Container adapters are special predefined containers that are adapted to specific uses. The interesting part about container adapters is that you can choose which sequence container you want them to use.

  • A stack is a container where elements operate in a LIFO (Last In, First Out) context, where elements are inserted (pushed) and removed (popped) from the end of the container. Stacks default to using deque as their default sequence container (which seems odd, since vector seems like a more natural fit), but can use vector or list as well.
  • A queue is a container where elements operate in a FIFO (First In, First Out) context, where elements are inserted (pushed) to the back of the container and removed (popped) from the front. Queues default to using deque, but can also use list.
  • A priority queue is a type of queue where the elements are kept sorted (via operator<). When elements are pushed, the element is sorted in the queue. Removing an element from the front returns the highest priority item in the priority queue.

STL iterators overview

An Iterator is an object that can traverse (iterate over) a container class without the user having to know how the container is implemented. With many classes (particularly lists and the associative classes), iterators are the primary way elements of these classes are accessed.

An iterator is best visualized as a pointer to a given element in the container, with a set of overloaded operators to provide a set of well-defined functions:

  • Operator* — Dereferencing the iterator returns the element that the iterator is currently pointing at.
  • Operator++ — Moves the iterator to the next element in the container. Most iterators also provide Operator-- to move to the previous element.
  • Operator== and Operator!= — Basic comparison operators to determine if two iterators point to the same element. To compare the values that two iterators are pointing at, dereference the iterators first, and then use a comparison operator.
  • Operator= — Assign the iterator to a new position (typically the start or end of the container’s elements).
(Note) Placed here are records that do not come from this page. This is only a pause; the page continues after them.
//! # serpbench load testing
//!
//! HTTP load testing and availability monitoring for search APIs, built on
//! the `serpbench-core` harness.
//!
//! ## Features
//!
//! - **Request templates**: method, URL, headers, query parameters and JSON
//!   bodies with `{query}` / `{query_encoded}` keyword placeholders
//! - **Retries**: timed-out or failed requests retried with exponential
//!   backoff inside the request timeout
//! - **Response checks**: 2xx responses that are HTML, undecodable, carry an
//!   error field or lack result fields count as failures
//! - **Concurrency steps**: every target rerun at each configured level
//! - **Outputs**: console tables, summary CSV, per-request CSV, JSON
//! - **Monitoring**: repeated cycles with streak alerts sent to a markdown
//!   chat webhook
//!
//! ## Usage
//!
//! ```bash
//! # One cycle over every target in the file
//! serpbench --config serpbench.toml run
//!
//! # Quick test of a single URL for 30 seconds at concurrency 20
//! serpbench run --url "https://example.com/search" --query-param q --duration 30 --concurrency 20
//!
//! # Monitor forever, one cycle every minute
//! serpbench --config serpbench.toml monitor --interval 60
//! ```

pub mod check;
pub mod config;
pub mod error;
pub mod executor;
pub mod keywords;
pub mod sinks;
pub mod suite;
pub mod template;
pub mod webhook;

pub use check::ResponseCheck;
pub use config::{BenchConfig, MonitorConfig, OutputConfig, TargetConfig};
pub use error::{BenchError, Result};
pub use executor::{
    HttpExecutor, HttpWorkItem, RetryPolicy, TargetSource, ATTEMPTS_FIELD, QUERY_FIELD,
};
pub use keywords::{KeywordOrder, KeywordPool};
pub use sinks::{
    append_summary_csv, print_report, summary_table, write_json, ConsoleSink, DetailCsvSink,
    SummaryRow,
};
pub use suite::{ReportStyle, Suite};
pub use template::{RenderedRequest, RequestTemplate};
pub use webhook::{MarkdownWebhook, SummaryWebhookSink, WebhookConfig};
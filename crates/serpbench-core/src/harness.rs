//! Run orchestration

use std::sync::Arc;
use std::time::Duration;

use tokio::sync::{mpsc, Semaphore};
use tokio::task::JoinSet;
use tracing::{error, info};

use crate::aggregator::Aggregator;
use crate::alert::AlertPolicy;
use crate::config::{HarnessConfig, StopCondition};
use crate::error::{HarnessError, Result};
use crate::pool::{RequestExecutor, SlotGauge, WorkSource, WorkerPool};
use crate::report::{Report, ReportSink};
use crate::scheduler::Scheduler;
use crate::stats::RunStatistics;

/// Result of a completed run
#[derive(Debug, Clone)]
pub struct RunSummary {
    pub label: String,
    pub concurrency: usize,
    /// Tickets handed out by the scheduler
    pub dispatched: u64,
    /// Outcomes that reached the aggregator
    pub recorded: u64,
    /// Highest number of requests observed in flight at once
    pub peak_in_flight: usize,
    pub alerts_fired: u64,
    pub wall_clock: Duration,
    pub statistics: RunStatistics,
    pub final_report: Report,
}

/// Drives requests against one executor.
///
/// ```ignore
/// let summary = LoadGenerator::new(HarnessConfig::for_count(10, 1000), executor, source)?
///     .with_label("google")
///     .with_sink(Arc::new(TracingSink))
///     .run()
///     .await?;
/// ```
pub struct LoadGenerator<E, S> {
    config: HarnessConfig,
    stop: StopCondition,
    executor: Arc<E>,
    source: Arc<S>,
    label: String,
    sinks: Vec<Arc<dyn ReportSink>>,
    alerts: Option<AlertPolicy>,
}

impl<E, S> LoadGenerator<E, S>
where
    E: RequestExecutor,
    S: WorkSource<Item = E::Item>,
{
    /// Validates `config`; an invalid configuration never starts a run
    pub fn new(config: HarnessConfig, executor: E, source: S) -> Result<Self> {
        Self::from_shared(config, Arc::new(executor), Arc::new(source))
    }

    /// Same as [`new`](Self::new) for an executor and source already shared
    /// across runs (one HTTP client for several concurrency steps, say)
    pub fn from_shared(config: HarnessConfig, executor: Arc<E>, source: Arc<S>) -> Result<Self> {
        let stop = config.validate()?;
        Ok(Self {
            config,
            stop,
            executor,
            source,
            label: "run".to_string(),
            sinks: Vec::new(),
            alerts: None,
        })
    }

    pub fn with_label(mut self, label: impl Into<String>) -> Self {
        self.label = label.into();
        self
    }

    pub fn with_sink(mut self, sink: Arc<dyn ReportSink>) -> Self {
        self.sinks.push(sink);
        self
    }

    pub fn with_alerts(mut self, alerts: AlertPolicy) -> Self {
        self.alerts = Some(alerts);
        self
    }

    pub fn config(&self) -> &HarnessConfig {
        &self.config
    }

    /// Run to completion.
    ///
    /// Returns once every dispatched request has been recorded and the final
    /// report has been emitted to every sink.
    pub async fn run(self) -> Result<RunSummary> {
        let concurrency = self.config.concurrency;
        info!(
            label = %self.label,
            concurrency,
            stop = ?self.stop,
            target_rps = self.config.target_rps,
            "starting run"
        );

        let scheduler = Arc::new(Scheduler::new(self.stop, self.config.target_rps));
        let (tx, rx) = mpsc::unbounded_channel();

        let aggregator = Aggregator::new(
            self.label.clone(),
            concurrency,
            scheduler.started(),
            scheduler.deadline(),
            self.config.report_interval(),
            self.config.latency_window,
            self.sinks,
            self.alerts,
        )?;
        let aggregator = tokio::spawn(aggregator.run(rx));

        let gauge = Arc::new(SlotGauge::default());
        let pool = Arc::new(WorkerPool {
            executor: self.executor,
            source: self.source,
            scheduler: scheduler.clone(),
            slots: Arc::new(Semaphore::new(concurrency)),
            gauge: gauge.clone(),
            timeout: self.config.request_timeout(),
            detail_limit: self.config.error_detail_limit,
        });

        let mut workers = JoinSet::new();
        for worker in 0..concurrency {
            workers.spawn(pool.clone().run_worker(worker, tx.clone()));
        }
        drop(tx);

        let mut worker_failure = None;
        while let Some(joined) = workers.join_next().await {
            let failure = match joined {
                Ok(Ok(())) => continue,
                Ok(Err(e)) => e,
                Err(e) => HarnessError::TaskFailed(format!("worker: {}", e)),
            };
            error!(label = %self.label, "worker failed: {}", failure);
            worker_failure.get_or_insert(failure);
        }
        let wall_clock = scheduler.started().elapsed();

        // Workers are gone, so the channel is closed and the aggregator
        // finishes with whatever was recorded
        let aggregate = aggregator
            .await
            .map_err(|e| HarnessError::TaskFailed(format!("aggregator: {}", e)))?;
        if let Some(failure) = worker_failure {
            return Err(failure);
        }
        let aggregate = aggregate?;

        let dispatched = scheduler.dispatched();
        if dispatched != aggregate.recorded {
            error!(
                label = %self.label,
                dispatched,
                recorded = aggregate.recorded,
                "dispatched and recorded counts differ"
            );
            return Err(HarnessError::TaskFailed(format!(
                "dispatched {} requests but recorded {}",
                dispatched, aggregate.recorded
            )));
        }
        info!(
            label = %self.label,
            recorded = aggregate.recorded,
            wall_clock_secs = wall_clock.as_secs_f64(),
            peak_in_flight = gauge.peak(),
            "run complete"
        );

        Ok(RunSummary {
            label: self.label,
            concurrency,
            dispatched,
            recorded: aggregate.recorded,
            peak_in_flight: gauge.peak(),
            alerts_fired: aggregate.alerts_fired,
            wall_clock,
            statistics: aggregate.statistics,
            final_report: aggregate.final_report,
        })
    }
}
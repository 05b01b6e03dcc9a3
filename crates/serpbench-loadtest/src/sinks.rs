//! Console, CSV and JSON output

use std::fs::{File, OpenOptions};
use std::path::{Path, PathBuf};

use async_trait::async_trait;
use parking_lot::Mutex;
use serde::{Deserialize, Serialize};
use serpbench_core::{HarnessError, Report, ReportKind, ReportSink, RequestOutcome, RunSummary};
use tracing::info;

use crate::error::Result;
use crate::executor::{ATTEMPTS_FIELD, QUERY_FIELD};

// ============================================================================
// CONSOLE
// ============================================================================

/// Prints a progress line per live report and a boxed table for the final one
#[derive(Debug, Default)]
pub struct ConsoleSink;

#[async_trait]
impl ReportSink for ConsoleSink {
    fn name(&self) -> &str {
        "console"
    }

    async fn emit(&self, report: &Report) -> serpbench_core::Result<()> {
        match report.kind {
            ReportKind::Live => println!("{}", live_line(report)),
            ReportKind::Final => print_report(report),
        }
        Ok(())
    }
}

fn live_line(report: &Report) -> String {
    let stats = &report.cumulative;
    let remaining = report
        .remaining_secs
        .map(|secs| format!(" | left {:>4.0}s", secs))
        .unwrap_or_default();
    let rolling = report
        .rolling
        .as_ref()
        .filter(|r| r.samples > 0)
        .map(|r| format!(" | last {} avg {:.3}s", r.samples, r.avg_secs))
        .unwrap_or_default();
    format!(
        "[{}] {:>6.1}s{} | total {:>6} | ok {:>6} | fail {:>5} | success {:>6.2}% | qps {:>7.2}{}",
        report.label,
        report.run_elapsed_secs,
        remaining,
        stats.total,
        stats.success_count,
        stats.failure_count,
        stats.success_percent(),
        report.current_qps,
        rolling,
    )
}

/// Print formatted final report
pub fn print_report(report: &Report) {
    let stats = &report.cumulative;
    let lat = &stats.latency;
    println!("\n╔══════════════════════════════════════════════════════════════╗");
    println!("║ {:^60} ║", format!("{} @ concurrency {}", report.label, report.concurrency));
    println!("╠══════════════════════════════════════════════════════════════╣");
    println!("║ Elapsed:           {:>10.2} seconds                        ║", stats.elapsed_secs);
    println!("║ Total Requests:    {:>10}                                 ║", stats.total);
    println!("║ Successful:        {:>10}                                 ║", stats.success_count);
    println!("║ HTTP Errors:       {:>10}                                 ║", stats.http_errors);
    println!("║ Timeouts:          {:>10}                                 ║", stats.timeouts);
    println!(
        "║ Transport Errors:  {:>10}                                 ║",
        stats.transport_errors
    );
    println!(
        "║ Success Rate:      {:>10.2}%                                ║",
        stats.success_percent()
    );
    println!("║ Throughput:        {:>10.2} req/s                          ║", stats.throughput);
    println!("╠══════════════════════════════════════════════════════════════╣");
    println!("║ SUCCESS LATENCY (seconds)                                    ║");
    println!("║   avg:             {:>10.3}                                 ║", lat.avg_secs);
    println!("║   p50:             {:>10.3}                                 ║", lat.p50_secs);
    println!("║   p75:             {:>10.3}                                 ║", lat.p75_secs);
    println!("║   p90:             {:>10.3}                                 ║", lat.p90_secs);
    println!("║   p95:             {:>10.3}                                 ║", lat.p95_secs);
    println!("║   p99:             {:>10.3}                                 ║", lat.p99_secs);
    println!("║   max:             {:>10.3}                                 ║", lat.max_secs);
    println!("╠══════════════════════════════════════════════════════════════╣");
    println!("║ Bytes Received:    {:>10}                                 ║", stats.bytes_received);
    println!(
        "║ Avg Success Size:  {:>10.3} KB                             ║",
        stats.avg_success_size / 1024.0
    );

    if !stats.status_counts.is_empty() {
        println!("╠══════════════════════════════════════════════════════════════╣");
        println!("║ STATUS CODES                                                 ║");
        for (code, count) in &stats.status_counts {
            println!("║   {:<20}: {:>10}                         ║", code, count);
        }
    }

    println!("╚══════════════════════════════════════════════════════════════╝\n");
}

// ============================================================================
// PER-REQUEST DETAIL CSV
// ============================================================================

#[derive(Debug, Serialize)]
struct DetailRow<'a> {
    timestamp: String,
    target: &'a str,
    concurrency: usize,
    seq: u64,
    query: &'a str,
    status_class: &'static str,
    status_code: Option<u16>,
    latency_secs: f64,
    content_size: u64,
    attempts: Option<u32>,
    error: &'a str,
    fields: String,
}

/// One CSV row per outcome
pub struct DetailCsvSink {
    label: String,
    concurrency: usize,
    path: PathBuf,
    writer: Mutex<csv::Writer<File>>,
}

impl DetailCsvSink {
    /// Create `<dir>/<label>_c<concurrency>_<timestamp>.csv`
    pub fn create(dir: &Path, label: &str, concurrency: usize) -> Result<Self> {
        std::fs::create_dir_all(dir)?;
        let file_name = format!(
            "{}_c{}_{}.csv",
            sanitize(label),
            concurrency,
            chrono::Local::now().format("%Y%m%d_%H%M%S")
        );
        let path = dir.join(file_name);
        let writer = csv::Writer::from_path(&path)?;
        Ok(Self {
            label: label.to_string(),
            concurrency,
            path,
            writer: Mutex::new(writer),
        })
    }

    pub fn path(&self) -> &Path {
        &self.path
    }
}

fn sanitize(label: &str) -> String {
    label
        .chars()
        .map(|c| if c.is_ascii_alphanumeric() || c == '-' || c == '_' { c } else { '_' })
        .collect()
}

#[async_trait]
impl ReportSink for DetailCsvSink {
    fn name(&self) -> &str {
        "detail-csv"
    }

    async fn record(&self, outcome: &RequestOutcome) -> serpbench_core::Result<()> {
        let fields = outcome
            .fields
            .iter()
            .filter(|(name, _)| ![QUERY_FIELD, ATTEMPTS_FIELD].contains(&name.as_str()))
            .map(|(name, value)| format!("{}={}", name, value))
            .collect::<Vec<_>>()
            .join(";");
        let row = DetailRow {
            timestamp: outcome.issued_at.to_rfc3339(),
            target: &self.label,
            concurrency: self.concurrency,
            seq: outcome.seq,
            query: outcome.fields.get(QUERY_FIELD).map(String::as_str).unwrap_or_default(),
            status_class: outcome.status_class.as_str(),
            status_code: outcome.status_code,
            latency_secs: outcome.latency_secs(),
            content_size: outcome.content_size,
            attempts: outcome
                .fields
                .get(ATTEMPTS_FIELD)
                .and_then(|tries| tries.parse().ok()),
            error: outcome.error_detail.as_deref().unwrap_or_default(),
            fields,
        };
        self.writer
            .lock()
            .serialize(row)
            .map_err(|e| HarnessError::sink(self.name(), e))
    }

    async fn emit(&self, report: &Report) -> serpbench_core::Result<()> {
        if report.is_final() {
            self.writer
                .lock()
                .flush()
                .map_err(|e| HarnessError::sink(self.name(), e))?;
            info!("Detailed records saved to {}", self.path.display());
        }
        Ok(())
    }
}

// ============================================================================
// SUMMARY ROWS
// ============================================================================

/// One row of the summary table, per (target, concurrency) run
#[derive(Debug, Clone, PartialEq, Serialize, Deserialize)]
pub struct SummaryRow {
    pub target: String,
    pub concurrency: usize,
    pub total: u64,
    pub rate_rps: f64,
    pub success: u64,
    pub success_pct: f64,
    pub error_pct: f64,
    pub timeouts: u64,
    pub avg_secs: f64,
    pub p50_secs: f64,
    pub p75_secs: f64,
    pub p90_secs: f64,
    pub p95_secs: f64,
    pub p99_secs: f64,
    pub elapsed_secs: f64,
    pub avg_size_kb: f64,
}

fn round_to(value: f64, places: i32) -> f64 {
    let factor = 10f64.powi(places);
    (value * factor).round() / factor
}

impl SummaryRow {
    pub fn from_summary(summary: &RunSummary) -> Self {
        let stats = &summary.statistics;
        Self {
            target: summary.label.clone(),
            concurrency: summary.concurrency,
            total: stats.total,
            rate_rps: round_to(stats.throughput, 3),
            success: stats.success_count,
            success_pct: round_to(stats.success_percent(), 2),
            error_pct: round_to(stats.error_percent(), 2),
            timeouts: stats.timeouts,
            avg_secs: round_to(stats.latency.avg_secs, 3),
            p50_secs: round_to(stats.latency.p50_secs, 3),
            p75_secs: round_to(stats.latency.p75_secs, 3),
            p90_secs: round_to(stats.latency.p90_secs, 3),
            p95_secs: round_to(stats.latency.p95_secs, 3),
            p99_secs: round_to(stats.latency.p99_secs, 3),
            elapsed_secs: round_to(stats.elapsed_secs, 3),
            avg_size_kb: round_to(stats.avg_success_size / 1024.0, 3),
        }
    }
}

/// Append rows to a summary CSV; the header is written only for a new file
pub fn append_summary_csv(path: &Path, rows: &[SummaryRow]) -> Result<()> {
    if let Some(parent) = path.parent().filter(|p| !p.as_os_str().is_empty()) {
        std::fs::create_dir_all(parent)?;
    }
    let is_new = std::fs::metadata(path).map(|m| m.len() == 0).unwrap_or(true);
    let file = OpenOptions::new().create(true).append(true).open(path)?;
    let mut writer = csv::WriterBuilder::new()
        .has_headers(is_new)
        .from_writer(file);
    for row in rows {
        writer.serialize(row)?;
    }
    writer.flush()?;
    info!("Summary saved to {}", path.display());
    Ok(())
}

/// Write every row as pretty JSON
pub fn write_json(path: &Path, rows: &[SummaryRow]) -> Result<()> {
    let json = serde_json::to_string_pretty(rows)?;
    std::fs::write(path, json)?;
    info!("Results saved to {}", path.display());
    Ok(())
}

/// Summary table columns and their widths; the first is left-aligned
const SUMMARY_COLUMNS: [(&str, usize); 15] = [
    ("target", 20),
    ("total", 8),
    ("conc", 6),
    ("rate/s", 10),
    ("success", 8),
    ("succ%", 8),
    ("err%", 8),
    ("avg(s)", 9),
    ("p50(s)", 8),
    ("p75(s)", 8),
    ("p90(s)", 8),
    ("p95(s)", 8),
    ("p99(s)", 8),
    ("elapsed(s)", 10),
    ("size(KB)", 10),
];

fn table_line(cells: &[String]) -> String {
    cells
        .iter()
        .zip(SUMMARY_COLUMNS)
        .enumerate()
        .map(|(i, (cell, (_, width)))| {
            if i == 0 {
                format!("{:<width$}", cell)
            } else {
                format!("{:>width$}", cell)
            }
        })
        .collect::<Vec<_>>()
        .join(" ")
}

/// Render the summary table shown at the end of a run
pub fn summary_table(rows: &[SummaryRow]) -> String {
    let names: Vec<String> = SUMMARY_COLUMNS
        .iter()
        .map(|(name, _)| name.to_string())
        .collect();
    let header = table_line(&names);
    let rule = "-".repeat(header.chars().count());

    let mut out = vec![rule.clone(), header, rule.clone()];
    for row in rows {
        out.push(table_line(&[
            row.target.clone(),
            row.total.to_string(),
            row.concurrency.to_string(),
            format!("{:.3}", row.rate_rps),
            row.success.to_string(),
            format!("{:.2}%", row.success_pct),
            format!("{:.2}%", row.error_pct),
            format!("{:.3}", row.avg_secs),
            format!("{:.3}", row.p50_secs),
            format!("{:.3}", row.p75_secs),
            format!("{:.3}", row.p90_secs),
            format!("{:.3}", row.p95_secs),
            format!("{:.3}", row.p99_secs),
            format!("{:.3}", row.elapsed_secs),
            format!("{:.3}", row.avg_size_kb),
        ]));
    }
    out.push(rule);
    out.join("\n")
}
To assign the value of the element the iterator is point at, dereference the iterator first, then use the assign operator.

Each container includes four basic member functions for use with Operator=:

  • begin() returns an iterator representing the beginning of the elements in the container.
  • end() returns an iterator representing the element just past the end of the elements.
  • cbegin() returns a const (read-only) iterator representing the beginning of the elements in the container.
  • cend() returns a const (read-only) iterator representing the element just past the end of the elements.

It might seem weird that end() doesn’t point to the last element in the list, but this is done primarily to make looping easy: iterating over the elements can continue until the iterator reaches end(), and then you know you’re done.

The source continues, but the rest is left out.